Y ayer mismo fui a comprar un tostador de pan al más importante y de más campanillas de nuestros centros comerciales. Un señor con aires de bancario vino a cobrarme hasta la caja. Le entregué un billete de cincuenta euros. Miró sin disimulo mi sombrero y mi colorido calzado deportivo. Quizá mi edad y mi barba. Después, tocó el billete: su textura, y a continuación, buscó la maquinita para comprobar su autenticidad. ¡Dios: no pude callarme porque, además, insistió en su control «Y este que me acaba de dar de vuelta, ¿es bueno?». Sentí su desprecio contenido sobre mi rostro. «Aquí se prueban todos y todos los billetes son buenos». Me concedió el favor de una explicación. «¡Pero yo no he visto eso, señor--me quejé--, y a mí me pasa como a santo Tomás!». Entonces, me habría entregado a los perros.
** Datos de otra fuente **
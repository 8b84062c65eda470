//! Fixed-pool heap allocator
//!
//! A single global free-extent pool manages one large physical range;
//! every kernel allocation (task records, stacks, per-task segments,
//! syscall buffers) flows through it.
//!
//! The pool holds an address-ordered list of free extents. Adjacent
//! extents are always merged on free, so coalescing only ever has to look
//! at the immediate neighbors. Each allocation carries a small header
//! recording the requested size plus a check value, so `kfree` can return
//! exactly the bytes that were handed out and can detect a clobbered
//! header before it poisons the pool.

use core::alloc::{GlobalAlloc, Layout};
use heapless::Vec;
use spin::{Mutex, Once};

use crate::types::{KernError, KernResult};

/// Capacity of the free-extent table
pub const MAX_EXTENTS: usize = 4096;

/// Bytes reserved in front of every payload
pub const HEADER_SIZE: usize = 16;

/// Check value written into every block header
const BLOCK_MAGIC: u32 = 0x5E60_5A11;

/// Allocation granule; keeps every extent boundary 16-byte aligned
const ALLOC_ALIGN: usize = 16;

/// One contiguous run of free bytes
#[derive(Debug, Clone, Copy, PartialEq, Eq)]
pub struct Extent {
    pub addr: usize,
    pub size: usize,
}

impl Extent {
    pub const fn new(addr: usize, size: usize) -> Self {
        Extent { addr, size }
    }

    /// One past the last byte of the extent
    pub fn end(&self) -> usize {
        self.addr + self.size
    }

    /// Whether `[addr, addr + len)` lies entirely inside this extent
    pub fn contains(&self, addr: usize, len: usize) -> bool {
        addr >= self.addr && addr.saturating_add(len) <= self.end()
    }
}

/// Address-ordered set of free extents
///
/// Invariants: entries are sorted by address, never overlap, and no two
/// entries touch (adjacency is merged eagerly on free).
pub struct ExtentPool {
    free: Vec<Extent, MAX_EXTENTS>,
}

impl ExtentPool {
    /// Create an empty pool
    pub const fn new() -> Self {
        ExtentPool { free: Vec::new() }
    }

    /// First-fit allocation, splitting the chosen extent
    pub fn alloc(&mut self, size: usize) -> KernResult<usize> {
        if size == 0 {
            return Err(KernError::OutOfMemory);
        }
        for i in 0..self.free.len() {
            if self.free[i].size >= size {
                let addr = self.free[i].addr;
                self.free[i].addr += size;
                self.free[i].size -= size;
                if self.free[i].size == 0 {
                    self.free.remove(i);
                }
                return Ok(addr);
            }
        }
        Err(KernError::OutOfMemory)
    }

    /// Return a range to the pool, merging with either neighbor
    pub fn free(&mut self, addr: usize, size: usize) -> KernResult<()> {
        if size == 0 {
            return Ok(());
        }

        // Position of the first free extent past the returned range
        let i = self
            .free
            .iter()
            .position(|e| e.addr > addr)
            .unwrap_or(self.free.len());

        let merges_prev = i > 0 && self.free[i - 1].end() == addr;
        let merges_next = i < self.free.len() && addr + size == self.free[i].addr;

        match (merges_prev, merges_next) {
            (true, true) => {
                self.free[i - 1].size += size + self.free[i].size;
                self.free.remove(i);
            }
            (true, false) => {
                self.free[i - 1].size += size;
            }
            (false, true) => {
                self.free[i].addr = addr;
                self.free[i].size += size;
            }
            (false, false) => {
                self.free
                    .insert(i, Extent::new(addr, size))
                    .map_err(|_| KernError::OutOfMemory)?;
            }
        }
        Ok(())
    }

    /// Sum of all free bytes
    pub fn total_free(&self) -> usize {
        self.free.iter().map(|e| e.size).sum()
    }

    /// The current free extents, sorted by address
    pub fn extents(&self) -> &[Extent] {
        &self.free
    }
}

/// Header written immediately before each payload
#[repr(C)]
struct BlockHeader {
    size: usize,
    magic: u32,
}

const _: () = assert!(core::mem::size_of::<BlockHeader>() <= HEADER_SIZE);

/// The kernel heap: an extent pool plus the block-header protocol
pub struct KernelHeap {
    pool: ExtentPool,
    pool_size: usize,
}

impl KernelHeap {
    /// Take ownership of `[base, base + size)` as the heap range
    ///
    /// # Safety
    /// The range must be usable RAM owned exclusively by the heap for the
    /// lifetime of the instance, and `base` must be 16-byte aligned.
    pub unsafe fn new(base: usize, size: usize) -> Self {
        let mut pool = ExtentPool::new();
        let size = size & !(ALLOC_ALIGN - 1);
        // A heap this small cannot hold a single block; treat as empty
        if size > HEADER_SIZE {
            let _ = pool.free(base, size);
        }
        KernelHeap {
            pool,
            pool_size: size,
        }
    }

    /// Allocate a zero-filled region of at least `size` bytes
    pub fn kmalloc(&mut self, size: usize) -> KernResult<usize> {
        let total = align_up(size + HEADER_SIZE, ALLOC_ALIGN);
        let block = self.pool.alloc(total)?;

        unsafe {
            let header = block as *mut BlockHeader;
            (*header).size = total - HEADER_SIZE;
            (*header).magic = BLOCK_MAGIC;
            core::ptr::write_bytes((block + HEADER_SIZE) as *mut u8, 0, total - HEADER_SIZE);
        }
        Ok(block + HEADER_SIZE)
    }

    /// Return a previously allocated region; no-op on a null address
    pub fn kfree(&mut self, addr: usize) {
        if addr == 0 {
            return;
        }
        let block = addr - HEADER_SIZE;
        let size = unsafe {
            let header = block as *mut BlockHeader;
            if (*header).magic != BLOCK_MAGIC {
                // Header clobbered by an overflow from the previous block,
                // or the block was already freed; refuse rather than
                // corrupt the extent list.
                crate::println!("kfree: corrupt block header at {:#x}", addr);
                return;
            }
            // Consume the header so the same block cannot free twice
            (*header).magic = 0;
            (*header).size
        };
        if self.pool.free(block, size + HEADER_SIZE).is_err() {
            crate::println!("kfree: extent table full, leaking {:#x}", addr);
        }
    }

    /// Resize a region, preserving `min(old, new)` payload bytes
    pub fn krealloc(&mut self, addr: usize, new_size: usize) -> KernResult<usize> {
        if addr == 0 {
            return self.kmalloc(new_size);
        }
        if new_size == 0 {
            self.kfree(addr);
            return Ok(0);
        }

        let old_size = unsafe {
            let header = (addr - HEADER_SIZE) as *const BlockHeader;
            if (*header).magic != BLOCK_MAGIC {
                return Err(KernError::BadAddress);
            }
            (*header).size
        };

        let new_addr = self.kmalloc(new_size)?;
        let keep = old_size.min(new_size);
        unsafe {
            core::ptr::copy_nonoverlapping(addr as *const u8, new_addr as *mut u8, keep);
        }
        self.kfree(addr);
        Ok(new_addr)
    }

    /// Size recorded for a live allocation
    pub fn allocated_size(&self, addr: usize) -> KernResult<usize> {
        if addr == 0 {
            return Err(KernError::BadAddress);
        }
        unsafe {
            let header = (addr - HEADER_SIZE) as *const BlockHeader;
            if (*header).magic != BLOCK_MAGIC {
                return Err(KernError::BadAddress);
            }
            Ok((*header).size)
        }
    }

    /// Free bytes remaining in the pool
    pub fn total_free(&self) -> usize {
        self.pool.total_free()
    }

    /// Total bytes handed to the heap at init
    pub fn pool_size(&self) -> usize {
        self.pool_size
    }

    /// The underlying free extents (diagnostics and tests)
    pub fn extents(&self) -> &[Extent] {
        self.pool.extents()
    }
}

fn align_up(value: usize, align: usize) -> usize {
    (value + align - 1) & !(align - 1)
}

// ============================================================================
// Global heap
// ============================================================================

static KERNEL_HEAP: Once<Mutex<KernelHeap>> = Once::new();

/// Hand the probed memory range to the global heap
///
/// # Safety
/// See [`KernelHeap::new`]; must be called exactly once during boot.
pub unsafe fn init(base: usize, size: usize) {
    KERNEL_HEAP.call_once(|| Mutex::new(KernelHeap::new(base, size)));
}

fn global_heap() -> &'static Mutex<KernelHeap> {
    KERNEL_HEAP.get().expect("heap not initialized")
}

/// Allocate from the global heap
pub fn kmalloc(size: usize) -> KernResult<usize> {
    global_heap().lock().kmalloc(size)
}

/// Free to the global heap
pub fn kfree(addr: usize) {
    global_heap().lock().kfree(addr)
}

/// Resize within the global heap
pub fn krealloc(addr: usize, new_size: usize) -> KernResult<usize> {
    global_heap().lock().krealloc(addr, new_size)
}

/// Run a closure against the global heap
pub fn with_heap<R>(f: impl FnOnce(&mut KernelHeap) -> R) -> R {
    f(&mut global_heap().lock())
}

// ============================================================================
// Memory probe
// ============================================================================

/// Probe the upper bound of usable RAM by writing test patterns to the
/// last word of each 4 KiB page. Returns the first address that failed.
///
/// # Safety
/// Must only run during early boot, before anything else owns the range.
#[cfg(not(test))]
pub unsafe fn memtest(start: usize, end: usize) -> usize {
    const PAT0: u32 = 0xAA55_AA55;
    const PAT1: u32 = 0x55AA_55AA;

    let mut addr = start;
    while addr <= end {
        let p = (addr + 0xFFC) as *mut u32;
        let old = p.read_volatile();
        p.write_volatile(PAT0);
        p.write_volatile(p.read_volatile() ^ 0xFFFF_FFFF);
        if p.read_volatile() != PAT1 {
            p.write_volatile(old);
            break;
        }
        p.write_volatile(p.read_volatile() ^ 0xFFFF_FFFF);
        if p.read_volatile() != PAT0 {
            p.write_volatile(old);
            break;
        }
        p.write_volatile(old);
        addr += 0x1000;
    }
    addr
}

// ============================================================================
// Rust allocator bridge
// ============================================================================

/// Adapter letting `core::alloc` users draw from the kernel heap
pub struct HeapRef;

unsafe impl GlobalAlloc for HeapRef {
    unsafe fn alloc(&self, layout: Layout) -> *mut u8 {
        if layout.align() > ALLOC_ALIGN {
            return core::ptr::null_mut();
        }
        match kmalloc(layout.size()) {
            Ok(addr) => addr as *mut u8,
            Err(_) => core::ptr::null_mut(),
        }
    }

    unsafe fn dealloc(&self, ptr: *mut u8, _layout: Layout) {
        kfree(ptr as usize);
    }
}

#[cfg(not(test))]
#[global_allocator]
static ALLOCATOR: HeapRef = HeapRef;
Usted, paciente lector, puede opinar lo que quiera, naturalmente, pero yo me sentí un don nadie auténtico: rebajado, humillado y, por unos instantes, acusado de traficante o falsificador. No me gustan las cosas como están aunque también soy español, español... Atentan contra mi dignidad cuando me tratan como indigno: pillo, pícaro, «pobretón o desgraciado»... Solo nos queda como válido y personal la honorabilidad

¿Lo harían con un obispo mitrado, un general uniformado, un miembro del gobierno o de la familia real? ¿Por qué no?